しかし、日本全国の空き家は2018年時点で約850万戸となり、毎年、増え続けていく状況を見て、住宅との向き合い方も変えていかなければなりません。野村総合研究所は2028年には1500万戸程度に急増する可能性があるとの試算を発表しており、このような状態が続くと、現在、不動産を所有している方の資産デフレを起こしかねません。そもそも相続した家に住まない人が増えていることや長寿化がこのような空き家を増やす結果となっています。たとえば90歳で死亡した親の家を相続する息子や娘は60歳前後が一般的となり、この世代はすでに持ち家に住んでいる事が多く、相続物件は放置される事となります。このような繰り返しで、空き家が増える結果となっています。

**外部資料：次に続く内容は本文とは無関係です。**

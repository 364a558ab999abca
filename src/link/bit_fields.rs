use bitfield_struct::bitfield;

/// The Bus Pirate's four peripheral output lines.
///
/// The low nibble maps directly onto the `0x4x` configuration command, so
/// `into_bits()` is the wire encoding.
#[bitfield(u8, order = Msb)]
pub struct OutputPins {
    #[bits(4)]
    _padding: u8,

    /// The 3.3V/5V power supplies.
    pub power: bool,

    /// The on-board pull-up resistors.
    pub pullup: bool,

    /// The AUX line. Wired to the radio's CE pin in this driver.
    pub aux: bool,

    /// The chip-select line. Wired to the radio's CSN pin.
    pub cs: bool,
}

/// The Bus Pirate's SPI bus configuration nibble (the `0x8x` command).
#[bitfield(u8, order = Msb)]
pub struct SpiConfig {
    #[bits(4)]
    _padding: u8,

    /// Pin output level: 3.3V when set, open-drain otherwise.
    pub power: bool,

    /// Clock idle polarity (CKP): idle high when set.
    pub clock_polarity: bool,

    /// Clock edge (CKE): output on active-to-idle transition when set.
    pub clock_edge: bool,

    /// Sample phase (SMP): sample at the end of the bit time when set.
    pub sample_phase: bool,
}

impl SpiConfig {
    /// The configuration the nRF24L01 speaks: full drive, CKP=0, CKE=1, SMP=0.
    pub fn radio_default() -> Self {
        Self::new().with_power(true).with_clock_edge(true)
    }
}

#[cfg(test)]
mod test {
    use super::{OutputPins, SpiConfig};

    #[test]
    fn output_pins_encoding() {
        let pins = OutputPins::new().with_power(true).with_cs(true);
        assert_eq!(pins.into_bits(), 0b1001);
        let pins = pins.with_pullup(true).with_aux(true).with_power(false);
        assert_eq!(pins.into_bits(), 0b0111);
    }

    #[test]
    fn spi_config_encoding() {
        assert_eq!(SpiConfig::radio_default().into_bits(), 0b1010);
        let config = SpiConfig::new()
            .with_clock_polarity(true)
            .with_sample_phase(true);
        assert_eq!(config.into_bits(), 0b0101);
    }
}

また、所有者が複数となると、相続物件の処分も難航することになります。
■これからの住宅購入は「独り暮らしがし易い」住宅?!
2040年に向け急増するのは独り暮らし高齢者の住宅需要となります。内閣官房に設置されている全世代型社会保障構築会議は5月の中間整理で「住まい確保は老齢期の生活維持にとっても大きな課題になる」として空き家活用を含めた制度整備を日本政府に促しました。
https://www.cas.go.jp/jp/seisaku/zensedai_hosyo/index.html
政権が高齢者の住宅問題を強調し始めた背景には、年金の実質価値の下落を補う役割を住宅政策に求めたいという願望が見え隠れしています。しかし現状は賃貸住宅に住む国民年金の受給者数や実態さえ政府は把握しきれておりません。
一方で人びとの新築志向は薄れつつあると言われています。最近では新築とは違った価値観を中古住宅購入の際のリノベーションで新たな価値に転換した住宅に興味を持つ消費者も増えています。人口動態がストック重視への政策転換に切り替わるタイミングで今回は「長生きにより住宅の概念が変わる?!」というテーマで解説を行わせていただきました。
今後の参考にお役立ていただければ幸いです。